### [Records for this exercise]

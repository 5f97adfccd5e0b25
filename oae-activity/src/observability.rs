//! Tracing initialisation

use tracing_subscriber::EnvFilter;

use crate::{config::Config, error::Result};

/// Initialize the tracing subscriber with JSON formatting and an env filter
/// seeded from the configured log level
pub fn init_tracing(config: &Config) -> Result<()> {
    let log_level = config.service.log_level.clone();

    tracing_subscriber::fmt()
        .json()
        .with_env_filter(
            EnvFilter::try_new(&log_level).unwrap_or_else(|_| EnvFilter::new("info")),
        )
        .init();

    tracing::info!("Tracing initialized for service: {}", config.service.name);

    Ok(())
}
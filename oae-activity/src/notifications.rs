//! Per-user notification bookkeeping
//!
//! The unread counter is an incrementally maintained cache of the
//! notification feed's tail: every delivered notification bumps it by the
//! number of newly created activities, and marking read resets it. The feed
//! stays authoritative if the two diverge.

use std::sync::Arc;

use crate::{
    bus::DeliveredActivitiesEvent,
    clock::Clock,
    error::Result,
    kv::KeyValue,
    model::{feed_id, EmailPreference, STREAM_EMAIL, STREAM_NOTIFICATION},
    principal::PrincipalService,
    stores::{AggregateStore, FeedStore},
};

fn count_key(user_id: &str) -> String {
    format!("oae-activity:notification-count:{}", user_id)
}

fn last_read_key(user_id: &str) -> String {
    format!("oae-activity:notification-last-read:{}", user_id)
}

/// Maintains unread counters and last-read timestamps
pub struct NotificationManager {
    kv: Arc<dyn KeyValue>,
    aggregates: AggregateStore,
    feeds: Arc<dyn FeedStore>,
    principals: Arc<dyn PrincipalService>,
    clock: Arc<dyn Clock>,
}

impl NotificationManager {
    /// Create a notification manager
    #[must_use]
    pub fn new(
        kv: Arc<dyn KeyValue>,
        aggregates: AggregateStore,
        feeds: Arc<dyn FeedStore>,
        principals: Arc<dyn PrincipalService>,
        clock: Arc<dyn Clock>,
    ) -> Self {
        Self {
            kv,
            aggregates,
            feeds,
            principals,
            clock,
        }
    }

    /// Bump unread counters for every notification delivery in the event
    pub async fn on_delivered(&self, event: &DeliveredActivitiesEvent) {
        for (recipient, streams) in event.deliveries.iter() {
            let Some(delivery) = streams.get(STREAM_NOTIFICATION) else {
                continue;
            };
            if delivery.num_new_activities == 0 {
                continue;
            }
            if let Err(e) = self
                .kv
                .incr_by(&count_key(recipient), delivery.num_new_activities as i64)
                .await
            {
                tracing::warn!(
                    user_id = %recipient,
                    error = %e,
                    "Failed to bump unread notification counter"
                );
            }
        }
    }

    /// Current unread count for a user
    pub async fn unread_count(&self, user_id: &str) -> Result<i64> {
        Ok(self
            .kv
            .get(&count_key(user_id))
            .await?
            .and_then(|value| value.parse().ok())
            .unwrap_or(0))
    }

    /// When the user last marked their notifications read
    pub async fn last_read_millis(&self, user_id: &str) -> Result<Option<i64>> {
        Ok(self
            .kv
            .get(&last_read_key(user_id))
            .await?
            .and_then(|value| value.parse().ok()))
    }

    /// Mark a user's notifications read: reset the counter and persist the
    /// read time (both required), then reset the notification feed's
    /// aggregation and clear the email feed of IMMEDIATE users (best-effort).
    /// Returns the persisted last-read time.
    pub async fn mark_read(&self, user_id: &str) -> Result<i64> {
        let now = self.clock.now_millis();
        self.kv.set(&count_key(user_id), "0", None).await?;
        self.kv
            .set(&last_read_key(user_id), &now.to_string(), None)
            .await?;

        let notification_feed = feed_id(user_id, STREAM_NOTIFICATION);
        if let Err(e) = self.aggregates.reset_feeds(&[notification_feed]).await {
            tracing::warn!(
                user_id,
                error = %e,
                "Failed to reset notification aggregation on mark-read"
            );
        }

        match self.email_preference(user_id).await {
            Ok(Some(EmailPreference::Immediate)) => {
                // A digest of already-read notifications would be redundant
                if let Err(e) = self.feeds.clear(&feed_id(user_id, STREAM_EMAIL)).await {
                    tracing::warn!(
                        user_id,
                        error = %e,
                        "Failed to clear email feed on mark-read"
                    );
                }
            }
            Ok(_) => {}
            Err(e) => {
                tracing::warn!(user_id, error = %e, "Failed to load email preference on mark-read");
            }
        }

        Ok(now)
    }

    async fn email_preference(&self, user_id: &str) -> Result<Option<EmailPreference>> {
        Ok(self
            .principals
            .get_principal(user_id)
            .await?
            .map(|principal| principal.email_preference))
    }
}

#[cfg(test)]
mod tests {
    use super::*;
    use crate::bus::StreamDelivery;
    use crate::clock::ManualClock;
    use crate::kv::MemoryKeyValue;
    use crate::model::{Activity, ActivityEntity, Visibility};
    use crate::principal::{Principal, StaticPrincipalService};
    use crate::stores::MemoryFeedStore;
    use std::collections::HashMap;
    use std::time::Duration;

    fn activity(published: i64) -> Activity {
        Activity {
            activity_type: "content-share".to_string(),
            activity_id: format!("{}:aaaaaaaa", published),
            verb: "share".to_string(),
            published_millis: published,
            actor: ActivityEntity::new("user", "u:cam:alice"),
            object: None,
            target: None,
        }
    }

    struct Harness {
        clock: Arc<ManualClock>,
        feeds: Arc<MemoryFeedStore>,
        principals: Arc<StaticPrincipalService>,
        manager: NotificationManager,
    }

    fn harness() -> Harness {
        let clock = ManualClock::new(1_000_000);
        let kv: Arc<dyn KeyValue> = Arc::new(MemoryKeyValue::new(clock.clone()));
        let aggregates = AggregateStore::new(
            kv.clone(),
            clock.clone(),
            Duration::from_secs(3_600),
            Duration::from_secs(86_400),
        );
        let feeds = Arc::new(MemoryFeedStore::new(
            clock.clone(),
            Duration::from_secs(1_209_600),
        ));
        let principals = Arc::new(StaticPrincipalService::new());
        let manager = NotificationManager::new(
            kv,
            aggregates,
            feeds.clone(),
            principals.clone(),
            clock.clone(),
        );
        Harness {
            clock,
            feeds,
            principals,
            manager,
        }
    }

    fn user(id: &str, preference: EmailPreference) -> Principal {
        Principal {
            id: id.to_string(),
            display_name: "User".to_string(),
            visibility: Visibility::Public,
            email: Some("user@cam.example".to_string()),
            email_preference: preference,
            is_group: false,
            tenant_alias: "cam".to_string(),
        }
    }

    fn delivered(recipient: &str, stream: &str, num_new: usize) -> DeliveredActivitiesEvent {
        let mut streams = HashMap::new();
        streams.insert(
            stream.to_string(),
            StreamDelivery {
                activities: vec![activity(1_000)],
                num_new_activities: num_new,
            },
        );
        let mut deliveries = HashMap::new();
        deliveries.insert(recipient.to_string(), streams);
        DeliveredActivitiesEvent {
            deliveries: Arc::new(deliveries),
        }
    }

    #[tokio::test]
    async fn test_counter_tracks_new_notifications() {
        let h = harness();
        h.manager
            .on_delivered(&delivered("u:cam:bob", "notification", 1))
            .await;
        h.manager
            .on_delivered(&delivered("u:cam:bob", "notification", 2))
            .await;

        assert_eq!(h.manager.unread_count("u:cam:bob").await.unwrap(), 3);
    }

    #[tokio::test]
    async fn test_updates_do_not_bump_counter() {
        let h = harness();
        h.manager
            .on_delivered(&delivered("u:cam:bob", "notification", 0))
            .await;
        assert_eq!(h.manager.unread_count("u:cam:bob").await.unwrap(), 0);
    }

    #[tokio::test]
    async fn test_other_streams_do_not_count() {
        let h = harness();
        h.manager
            .on_delivered(&delivered("u:cam:bob", "activity", 5))
            .await;
        assert_eq!(h.manager.unread_count("u:cam:bob").await.unwrap(), 0);
    }

    #[tokio::test]
    async fn test_mark_read_resets_and_persists() {
        let h = harness();
        h.principals.insert(user("u:cam:bob", EmailPreference::Daily));
        h.manager
            .on_delivered(&delivered("u:cam:bob", "notification", 4))
            .await;

        let read_at = h.manager.mark_read("u:cam:bob").await.unwrap();
        assert_eq!(read_at, 1_000_000);
        assert_eq!(h.manager.unread_count("u:cam:bob").await.unwrap(), 0);
        assert_eq!(
            h.manager.last_read_millis("u:cam:bob").await.unwrap(),
            Some(1_000_000)
        );
    }

    #[tokio::test]
    async fn test_mark_read_is_idempotent() {
        let h = harness();
        h.principals.insert(user("u:cam:bob", EmailPreference::Daily));
        h.manager
            .on_delivered(&delivered("u:cam:bob", "notification", 1))
            .await;

        let first = h.manager.mark_read("u:cam:bob").await.unwrap();
        h.clock.advance(5_000);
        let second = h.manager.mark_read("u:cam:bob").await.unwrap();

        assert!(second >= first);
        assert_eq!(h.manager.unread_count("u:cam:bob").await.unwrap(), 0);
    }

    #[tokio::test]
    async fn test_mark_read_clears_email_feed_for_immediate_users() {
        let h = harness();
        h.principals
            .insert(user("u:cam:bob", EmailPreference::Immediate));
        h.feeds
            .append("u:cam:bob#email", &[activity(1_000)])
            .await
            .unwrap();

        h.manager.mark_read("u:cam:bob").await.unwrap();
        assert!(h
            .feeds
            .page("u:cam:bob#email", None, 10)
            .await
            .unwrap()
            .items
            .is_empty());
    }

    #[tokio::test]
    async fn test_mark_read_keeps_email_feed_for_digest_users() {
        let h = harness();
        h.principals.insert(user("u:cam:bob", EmailPreference::Weekly));
        h.feeds
            .append("u:cam:bob#email", &[activity(1_000)])
            .await
            .unwrap();

        h.manager.mark_read("u:cam:bob").await.unwrap();
        assert_eq!(
            h.feeds
                .page("u:cam:bob#email", None, 10)
                .await
                .unwrap()
                .items
                .len(),
            1
        );
    }

}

### [Brief]
Each line from the start of the listing above through the line containing "filename oae-activity/src/notifications.rs" must be reproduced exactly. Leave out the rest.

### [Answer for the task]
repository 5f97adfccd5e0b25
filename oae-activity/src/observability.rs
//! Tracing initialisation

use tracing_subscriber::EnvFilter;

use crate::{config::Config, error::Result};

/// Initialize the tracing subscriber with JSON formatting and an env filter
/// seeded from the configured log level
pub fn init_tracing(config: &Config) -> Result<()> {
    let log_level = config.service.log_level.clone();

    tracing_subscriber::fmt()
        .json()
        .with_env_filter(
            EnvFilter::try_new(&log_level).unwrap_or_else(|_| EnvFilter::new("info")),
        )
        .init();

    tracing::info!("Tracing initialized for service: {}", config.service.name);

    Ok(())
}
filename oae-activity/src/notifications.rs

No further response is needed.